La cobertura de cancelación en tu seguro de viaje

Cuando sales fuera de España dejas de hacer uso del sistema sanitario español, el cual se encuentra enmarcado en la Seguridad Social para, en función del destino, adaptarte a la legislación del país europeo en cuestión, o del país extracomunitario que visites. Las consecuencias de esto las explicaremos ahora mismo pero, principalmente, vamos a tratar los motivos que llevan a tu compañía a indemnizarte porque no puedas realizar ese viaje que llevabas previendo con tanto tiempo.

Efectivamente, cuando sales fuera de España de vacaciones, nos encontramos ante dos opciones:
– Si te quedas en territorio europeo: podrás hacer uso de la Tarjeta Sanitaria Europea; lo que te dará acceso a la sanidad pública del país en el que te encuentres, pero no te garantiza la gratuidad del servicio (ya que en la mayoría de países de la Unión existe el denominado “copago”, que es el coste que te imputan como usuario de la sanidad pública).
– Si sales de la Unión Europea, hay una gran diferencia, debido a que la sanidad pública no tiene nada que ver (comparativamente con la U.E.) y, en algunos casos, ni siquiera está disponible para personas que visitan esos países (como en Estados Unidos).

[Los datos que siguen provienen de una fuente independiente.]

//! Application state

use std::sync::Arc;
use std::time::Duration;

use sqlx::PgPool;
use tokio::sync::mpsc;

use crate::auth::{MemoryRevocationStore, TokenService};
use crate::config::Config;
use crate::crypto::MasterKey;
use crate::db::rbac::PgRbacSource;
use crate::oplog::{OpLogQueue, OpLogRecord, Redactor};
use crate::rbac::PermissionService;

type BoxError = Box<dyn std::error::Error + Send + Sync>;

/// Shared application state
#[derive(Clone)]
pub struct AppState {
    /// PostgreSQL connection pool
    pub pool: PgPool,
    /// JWT issue/verify with session revocation
    pub tokens: Arc<TokenService>,
    /// Revocation store, exposed for the periodic sweep
    pub revocation: Arc<MemoryRevocationStore>,
    /// Permission snapshot resolution and cache
    pub permissions: Arc<PermissionService>,
    /// Operation log producer handle
    pub oplog: OpLogQueue,
    /// Sensitive field redaction for captured bodies
    pub redactor: Arc<Redactor>,
    /// Path prefixes never captured by the operation log
    pub oplog_excluded: Arc<Vec<String>>,
    /// Whether 401/403 responses are recorded in the operation log
    pub oplog_log_denied: bool,
}

impl AppState {
    /// Create application state; the caller spawns the returned worker input
    pub async fn new(config: &Config) -> Result<(Self, mpsc::Receiver<OpLogRecord>), BoxError> {
        let pool = PgPool::connect(&config.database_url).await?;
        sqlx::migrate!("./migrations").run(&pool).await?;

        let master_key = match MasterKey::from_base64(&config.master_key_b64) {
            Ok(key) => key,
            Err(e) if config.environment == "development" => {
                tracing::warn!(
                    "MASTER_KEY_B64 invalid ({e}), generating ephemeral development key"
                );
                MasterKey::generate()
            }
            Err(e) => return Err(e),
        };

        let revocation = Arc::new(MemoryRevocationStore::new());
        let tokens = Arc::new(TokenService::new(
            &config.jwt_secret,
            config.jwt_expiration_minutes,
            Arc::clone(&revocation) as Arc<dyn crate::auth::RevocationStore>,
        ));

        let permissions = Arc::new(PermissionService::new(
            Arc::new(PgRbacSource::new(pool.clone())),
            Duration::from_secs(config.perm_cache_ttl_secs),
        ));

        let (oplog, oplog_rx) = OpLogQueue::new(config.oplog_queue_capacity);

        let state = Self {
            pool,
            tokens,
            revocation,
            permissions,
            oplog,
            redactor: Arc::new(Redactor::new(
                master_key,
                &config.oplog_masked_fields,
                &config.oplog_encrypted_fields,
            )),
            oplog_excluded: Arc::new(config.oplog_excluded_prefixes.clone()),
            oplog_log_denied: config.oplog_log_denied,
        };
        Ok((state, oplog_rx))
    }
}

Todo ello, motiva la contratación de seguros de viaje por personas que deciden pasar sus vacaciones fuera de España. Sin embargo, hay ocasiones que circunstancias sobrevenidas nos impiden llevar a cabo el viaje previsto. Por ello y si has sido previsor, tu seguro de asistencia en viaje contempla una garantía que cubre los gastos realizados y no disfrutados (consistentes fundamentalmente en desplazamiento y alojamiento).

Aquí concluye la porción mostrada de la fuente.